Hydrus

  • 29 de maio de 2025
  • 0 Comments

 

O Senado Federal aprovou nesta semana uma Proposta de Emenda à Constituição (PEC) que reconhece oficialmente o saneamento básico como um direito social no Brasil. A medida inclui o acesso à água potável, coleta e tratamento de esgoto entre os direitos fundamentais do cidadão, equiparando-o a áreas como saúde, educação, moradia e segurança.

A proposta foi aprovada em dois turnos e agora segue para promulgação. Com a mudança no artigo 6º da Constituição, o Estado brasileiro passa a ter o dever expresso de garantir o acesso universal e igualitário aos serviços de saneamento, fortalecendo a base jurídica para a formulação de políticas públicas e a destinação de recursos para o setor.

A medida foi comemorada por parlamentares e especialistas, que enxergam na aprovação um avanço civilizatório para o país. Para o senador relator da PEC, a mudança representa mais do que um ajuste legal: é um passo simbólico e prático para tirar milhões de brasileiros da invisibilidade social. “O saneamento é fundamental para a saúde, para o meio ambiente e para a dignidade humana. Torná-lo um direito social é um compromisso com o futuro”, afirmou.

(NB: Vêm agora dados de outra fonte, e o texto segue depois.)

//! Streaming content digests for duplicate detection.
//!
//! # Overview
//!
//! Files are fingerprinted in two modes:
//!
//! - **Prefix**: only the first `prefix_bytes` bytes (default 4 KiB). A cheap
//!   filter that separates most same-size files without reading them fully.
//! - **Full**: the whole content. Equality of full digests is what makes two
//!   files duplicates.
//!
//! Bytes are always streamed through a fixed 64 KiB buffer, so memory use is
//! independent of file size.
//!
//! # Algorithms
//!
//! The hash function is chosen per run with [`DigestAlgorithm`]. MD5 is the
//! default and matches the fingerprints produced by earlier dff releases;
//! SHA-256 and BLAKE3 are available when collision resistance matters.
//!
//! # Example
//!
//! ```no_run
//! use dff::scanner::{Digester, DigestAlgorithm, DigestMode};
//! use std::path::Path;
//!
//! let digester = Digester::new(DigestAlgorithm::Blake3);
//! let prefix = digester.compute(Path::new("file.bin"), DigestMode::Prefix(4096))?;
//! let full = digester.compute(Path::new("file.bin"), DigestMode::Full)?;
//! println!("{prefix} {full}");
//! # Ok::<(), dff::scanner::DigestError>(())
//! ```

use std::fmt;
use std::fs::File;
use std::io::{ErrorKind, Read};
use std::path::Path;
use std::sync::atomic::{AtomicBool, AtomicUsize, Ordering};
use std::sync::Arc;

use serde::{Deserialize, Serialize, Serializer};
use sha2::Digest as CryptoDigest;

use super::DigestError;

/// Default number of leading bytes hashed in prefix mode.
pub const DEFAULT_PREFIX_BYTES: u64 = 4096;

/// Read buffer size used for every digest.
pub const CHUNK_SIZE: usize = 64 * 1024;

/// Largest digest any supported algorithm produces.
const MAX_DIGEST_LEN: usize = 32;

/// A fixed-size fingerprint of file content.
///
/// Stores up to 32 bytes inline so it can be copied and used as a map key
/// without allocation. Two digests are equal only if they were produced by
/// the same algorithm over the same bytes.
#[derive(Clone, Copy, PartialEq, Eq, Hash, PartialOrd, Ord)]
pub struct Digest {
    bytes: [u8; MAX_DIGEST_LEN],
    len: u8,
}

impl Digest {
    /// Build a digest from raw hash output.
    ///
    /// Output longer than 32 bytes is truncated.
    #[must_use]
    pub fn from_slice(raw: &[u8]) -> Self {
        let len = raw.len().min(MAX_DIGEST_LEN);
        let mut bytes = [0u8; MAX_DIGEST_LEN];
        bytes[..len].copy_from_slice(&raw[..len]);
        Self {
            bytes,
            len: len as u8,
        }
    }

    /// The raw digest bytes.
    #[must_use]
    pub fn as_bytes(&self) -> &[u8] {
        &self.bytes[..usize::from(self.len)]
    }

    /// Lowercase hexadecimal rendering.
    #[must_use]
    pub fn to_hex(&self) -> String {
        self.to_string()
    }
}

impl fmt::Display for Digest {
    fn fmt(&self, f: &mut fmt::Formatter<'_>) -> fmt::Result {
        for byte in self.as_bytes() {
            write!(f, "{byte:02x}")?;
        }
        Ok(())
    }
}

impl fmt::Debug for Digest {
    fn fmt(&self, f: &mut fmt::Formatter<'_>) -> fmt::Result {
        write!(f, "Digest({self})")
    }
}

impl Serialize for Digest {
    fn serialize<S: Serializer>(&self, serializer: S) -> Result<S::Ok, S::Error> {
        serializer.serialize_str(&self.to_hex())
    }
}

/// Incremental hasher fed by the digest engine.
///
/// Implemented for every supported algorithm so the engine never needs to
/// know which one is in use.
pub trait StreamHasher: Send {
    /// Feed the next chunk of bytes.
    fn update(&mut self, data: &[u8]);

    /// Consume the hasher and return the fingerprint.
    fn finalize(self: Box<Self>) -> Digest;
}

/// Adapter for the RustCrypto hash family (MD5, SHA-2).
struct RustCryptoHasher<D>(D);

impl<D> StreamHasher for RustCryptoHasher<D>
where
    D: CryptoDigest + Send,
{
    fn update(&mut self, data: &[u8]) {
        CryptoDigest::update(&mut self.0, data);
    }

    fn finalize(self: Box<Self>) -> Digest {
        let Self(inner) = *self;
        Digest::from_slice(inner.finalize().as_slice())
    }
}

struct Blake3Hasher(blake3::Hasher);

impl StreamHasher for Blake3Hasher {
    fn update(&mut self, data: &[u8]) {
        self.0.update(data);
    }

    fn finalize(self: Box<Self>) -> Digest {
        Digest::from_slice(self.0.finalize().as_bytes())
    }
}

/// Hash function used for a run.
#[derive(
    Debug, Clone, Copy, Default, PartialEq, Eq, Hash, Serialize, Deserialize, clap::ValueEnum,
)]
#[serde(rename_all = "lowercase")]
pub enum DigestAlgorithm {
    /// MD5 (128-bit). Fast and compatible with earlier dff output.
    #[default]
    Md5,
    /// SHA-256 (256-bit).
    Sha256,
    /// BLAKE3 (256-bit).
    Blake3,
}

impl DigestAlgorithm {
    /// Create a fresh streaming hasher for this algorithm.
    #[must_use]
    pub fn hasher(self) -> Box<dyn StreamHasher> {
        match self {
            Self::Md5 => Box::new(RustCryptoHasher(md5::Md5::new())),
            Self::Sha256 => Box::new(RustCryptoHasher(sha2::Sha256::new())),
            Self::Blake3 => Box::new(Blake3Hasher(blake3::Hasher::new())),
        }
    }

    /// Digest of the empty byte stream, computed without I/O.
    #[must_use]
    pub fn empty_digest(self) -> Digest {
        self.hasher().finalize()
    }

    /// Length in bytes of the digests this algorithm produces.
    #[must_use]
    pub fn output_len(self) -> usize {
        match self {
            Self::Md5 => 16,
            Self::Sha256 | Self::Blake3 => 32,
        }
    }

    /// Lowercase name as used on the command line and in reports.
    #[must_use]
    pub fn name(self) -> &'static str {
        match self {
            Self::Md5 => "md5",
            Self::Sha256 => "sha256",
            Self::Blake3 => "blake3",
        }
    }
}

impl fmt::Display for DigestAlgorithm {
    fn fmt(&self, f: &mut fmt::Formatter<'_>) -> fmt::Result {
        f.write_str(self.name())
    }
}

/// How much of a file to digest.
#[derive(Debug, Clone, Copy, PartialEq, Eq)]
pub enum DigestMode {
    /// Stop after this many bytes or at EOF, whichever comes first.
    Prefix(u64),
    /// Read the entire stream.
    Full,
}

/// Number of digest invocations performed by a [`Digester`].
#[derive(Debug, Default)]
pub struct DigestCounters {
    prefix: AtomicUsize,
    full: AtomicUsize,
}

impl DigestCounters {
    /// Prefix digests started so far.
    #[must_use]
    pub fn prefix_count(&self) -> usize {
        self.prefix.load(Ordering::Relaxed)
    }

    /// Full digests started so far.
    #[must_use]
    pub fn full_count(&self) -> usize {
        self.full.load(Ordering::Relaxed)
    }

    fn record(&self, mode: DigestMode) {
        match mode {
            DigestMode::Prefix(_) => self.prefix.fetch_add(1, Ordering::Relaxed),
            DigestMode::Full => self.full.fetch_add(1, Ordering::Relaxed),
        };
    }
}

/// Computes prefix and full digests of files.
///
/// Cheap to share between threads: all state is atomic.
#[derive(Debug, Clone)]
pub struct Digester {
    algorithm: DigestAlgorithm,
    counters: Arc<DigestCounters>,
    shutdown_flag: Option<Arc<AtomicBool>>,
}

impl Digester {
    /// Create a digester for the given algorithm.
    #[must_use]
    pub fn new(algorithm: DigestAlgorithm) -> Self {
        Self {
            algorithm,
            counters: Arc::new(DigestCounters::default()),
            shutdown_flag: None,
        }
    }

    /// Abort reads between chunks once this flag becomes `true`.
    #[must_use]
    pub fn with_shutdown_flag(mut self, flag: Arc<AtomicBool>) -> Self {
        self.shutdown_flag = Some(flag);
        self
    }

    /// The configured algorithm.
    #[must_use]
    pub fn algorithm(&self) -> DigestAlgorithm {
        self.algorithm
    }

    /// Invocation counters shared by all clones of this digester.
    #[must_use]
    pub fn counters(&self) -> &Arc<DigestCounters> {
        &self.counters
    }

    fn is_shutdown_requested(&self) -> bool {
        self.shutdown_flag
            .as_ref()
            .is_some_and(|f| f.load(Ordering::SeqCst))
    }

    /// Digest a file.
    ///
    /// # Errors
    ///
    /// - [`DigestError::NotFound`] / [`DigestError::PermissionDenied`] when
    ///   the file cannot be opened
    /// - [`DigestError::ReadFailure`] for any other open or read failure
    /// - [`DigestError::Cancelled`] when shutdown was requested mid-read
    pub fn compute(&self, path: &Path, mode: DigestMode) -> Result<Digest, DigestError> {
        self.counters.record(mode);

        let mut file = File::open(path).map_err(|e| open_error(path, e))?;
        let mut hasher = self.algorithm.hasher();
        let mut buffer = vec![0u8; CHUNK_SIZE];
        let mut remaining = match mode {
            DigestMode::Prefix(limit) => limit,
            DigestMode::Full => u64::MAX,
        };

        while remaining > 0 {
            if self.is_shutdown_requested() {
                return Err(DigestError::Cancelled(path.to_path_buf()));
            }

            let want = usize::try_from(remaining).map_or(CHUNK_SIZE, |r| r.min(CHUNK_SIZE));
            let read = match file.read(&mut buffer[..want]) {
                Ok(0) => break,
                Ok(n) => n,
                Err(e) if e.kind() == ErrorKind::Interrupted => continue,
                Err(e) => {
                    return Err(DigestError::ReadFailure {
                        path: path.to_path_buf(),
                        source: Arc::new(e),
                    })
                }
            };

            hasher.update(&buffer[..read]);
            remaining -= read as u64;
        }

        log::trace!("{:?} digest of {}", mode, path.display());
        Ok(hasher.finalize())
    }
}

fn open_error(path: &Path, error: std::io::Error) -> DigestError {
    match error.kind() {
        ErrorKind::NotFound => DigestError::NotFound(path.to_path_buf()),
        ErrorKind::PermissionDenied => DigestError::PermissionDenied(path.to_path_buf()),
        _ => DigestError::ReadFailure {
            path: path.to_path_buf(),
            source: Arc::new(error),
        },
    }
}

O Brasil ainda enfrenta um cenário alarmante no setor. De acordo com dados do Sistema Nacional de Informações sobre Saneamento (SNIS), cerca de 30 milhões de brasileiros não têm acesso à água tratada, enquanto quase 100 milhões vivem sem coleta de esgoto. A situação é ainda mais crítica nas regiões Norte e Nordeste, onde a cobertura dos serviços é bem inferior à média nacional.

Embora a PEC não implique automaticamente em investimentos ou ações imediatas, sua aprovação cria uma base legal mais sólida para que governos em todas as esferas priorizem o saneamento em suas agendas. Além disso, o reconhecimento constitucional pode fortalecer judicialmente a população em casos de omissão do poder público e aumentar a pressão por resultados.

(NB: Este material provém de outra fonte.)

//! Output formatters for duplicate scan results.
//!
//! - [`json`]: machine-readable document (default)
//! - [`list`]: one text block per group
//!
//! # Example
//!
//! ```no_run
//! use dff::cli::OutputFormat;
//! use dff::duplicates::DuplicateFinder;
//! use dff::error::ExitCode;
//! use dff::output::write_report;
//! use dff::scanner::DigestAlgorithm;
//! use std::path::PathBuf;
//!
//! let report = DuplicateFinder::with_defaults().find_duplicates(&[PathBuf::from(".")]).unwrap();
//! let mut stdout = std::io::stdout();
//! write_report(&mut stdout, OutputFormat::List, &report, DigestAlgorithm::Md5, ExitCode::Success)
//!     .unwrap();
//! ```

pub mod json;
pub mod list;

use std::io::Write;

pub use json::JsonOutput;
pub use list::ListOutput;

use crate::cli::OutputFormat;
use crate::duplicates::ScanReport;
use crate::error::ExitCode;
use crate::scanner::DigestAlgorithm;

/// Errors that can occur while rendering a report.
#[derive(thiserror::Error, Debug)]
pub enum OutputError {
    /// JSON serialization error
    #[error("JSON serialization error: {0}")]
    Serialization(#[from] serde_json::Error),

    /// I/O error during writing
    #[error("I/O error while writing report: {0}")]
    Io(#[from] std::io::Error),
}

/// Render `report` in the chosen format.
///
/// # Errors
///
/// Returns an error if serialization or writing fails.
pub fn write_report<W: Write>(
    writer: &mut W,
    format: OutputFormat,
    report: &ScanReport,
    algorithm: DigestAlgorithm,
    exit_code: ExitCode,
) -> Result<(), OutputError> {
    match format {
        OutputFormat::Json => JsonOutput::new(report, algorithm, exit_code).write_to(writer, true),
        OutputFormat::List => ListOutput::new(report).write_to(writer),
    }?;
    writer.flush()?;
    Ok(())
}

A medida também reforça o Novo Marco Legal do Saneamento, aprovado em 2020, que estabelece a meta de universalização dos serviços de água e esgoto até 2033. A expectativa é de que a nova redação da Constituição ajude a acelerar investimentos públicos e privados, além de estimular parcerias entre governos e concessionárias.

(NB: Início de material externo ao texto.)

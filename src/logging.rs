//! Logging setup for dff.
//!
//! Log output goes through the `log` facade with an `env_logger` backend.
//! The level is chosen by, in priority order:
//!
//! 1. `RUST_LOG` environment variable (if set)
//! 2. CLI flags: `--quiet` (error only) or `--verbose` (debug/trace)
//! 3. Default: info level
//!
//! Debug builds prefix every line with a timestamp (and, when verbose, the
//! module path); release builds print level and message only.
//!
//! # Example
//!
//! ```rust,no_run
//! use dff::logging::init_logging;
//!
//! // -vv: trace level
//! init_logging(2, false);
//! log::trace!("Per-file decisions are now visible");
//! ```

use env_logger::Builder;
use log::LevelFilter;
use std::env;
use std::io::Write;

/// Initialize logging from CLI verbosity flags.
///
/// Safe to call more than once: later calls leave the first logger in place.
///
/// # Arguments
///
/// * `verbose` - Verbosity count from CLI (0=normal, 1=debug, 2+=trace)
/// * `quiet` - If true, only show errors (overridden by RUST_LOG)
pub fn init_logging(verbose: u8, quiet: bool) {
    let use_env = env::var("RUST_LOG").is_ok();

    let mut builder = Builder::new();
    if use_env {
        builder.parse_default_env();
    } else {
        builder.filter_level(determine_level(verbose, quiet));
    }

    configure_format(&mut builder, verbose);

    if builder.try_init().is_err() {
        log::debug!("Logger already initialized");
        return;
    }

    if use_env {
        log::debug!(
            "Logging initialized from RUST_LOG: {:?}",
            env::var("RUST_LOG").ok()
        );
    } else {
        log::debug!(
            "Logging initialized at level: {:?}",
            determine_level(verbose, quiet)
        );
    }
}

/// Map CLI flags to a level filter. `quiet` wins over `verbose`.
fn determine_level(verbose: u8, quiet: bool) -> LevelFilter {
    if quiet {
        LevelFilter::Error
    } else {
        match verbose {
            0 => LevelFilter::Info,
            1 => LevelFilter::Debug,
            _ => LevelFilter::Trace,
        }
    }
}

fn configure_format(builder: &mut Builder, verbose: u8) {
    #[cfg(debug_assertions)]
    {
        builder.format(move |buf, record| {
            let timestamp = buf.timestamp_seconds();
            let level = record.level();
            let level_style = buf.default_level_style(level);

            if verbose >= 1 {
                writeln!(
                    buf,
                    "{} {level_style}{:<5}{level_style:#} [{}] {}",
                    timestamp,
                    level,
                    record.module_path().unwrap_or("unknown"),
                    record.args()
                )
            } else {
                writeln!(
                    buf,
                    "{} {level_style}{:<5}{level_style:#} {}",
                    timestamp,
                    level,
                    record.args()
                )
            }
        });
    }

    #[cfg(not(debug_assertions))]
    {
        let _ = verbose;
        builder.format(|buf, record| {
            let level = record.level();
            let level_style = buf.default_level_style(level);
            writeln!(
                buf,
                "{level_style}{:<5}{level_style:#} {}",
                level,
                record.args()
            )
        });
    }
}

Para o Instituto Trata Brasil, a decisão do Senado representa uma conquista histórica. “Esse reconhecimento constitucional dá visibilidade ao problema e cria as condições para que o saneamento receba a prioridade que merece. Sem saneamento, não há saúde nem desenvolvimento”, destacou em nota a organização.

A promulgação da PEC está prevista para as próximas semanas. A expectativa é que o novo status jurídico do saneamento básico contribua para ampliar a responsabilidade do Estado e garantir mais justiça social no país.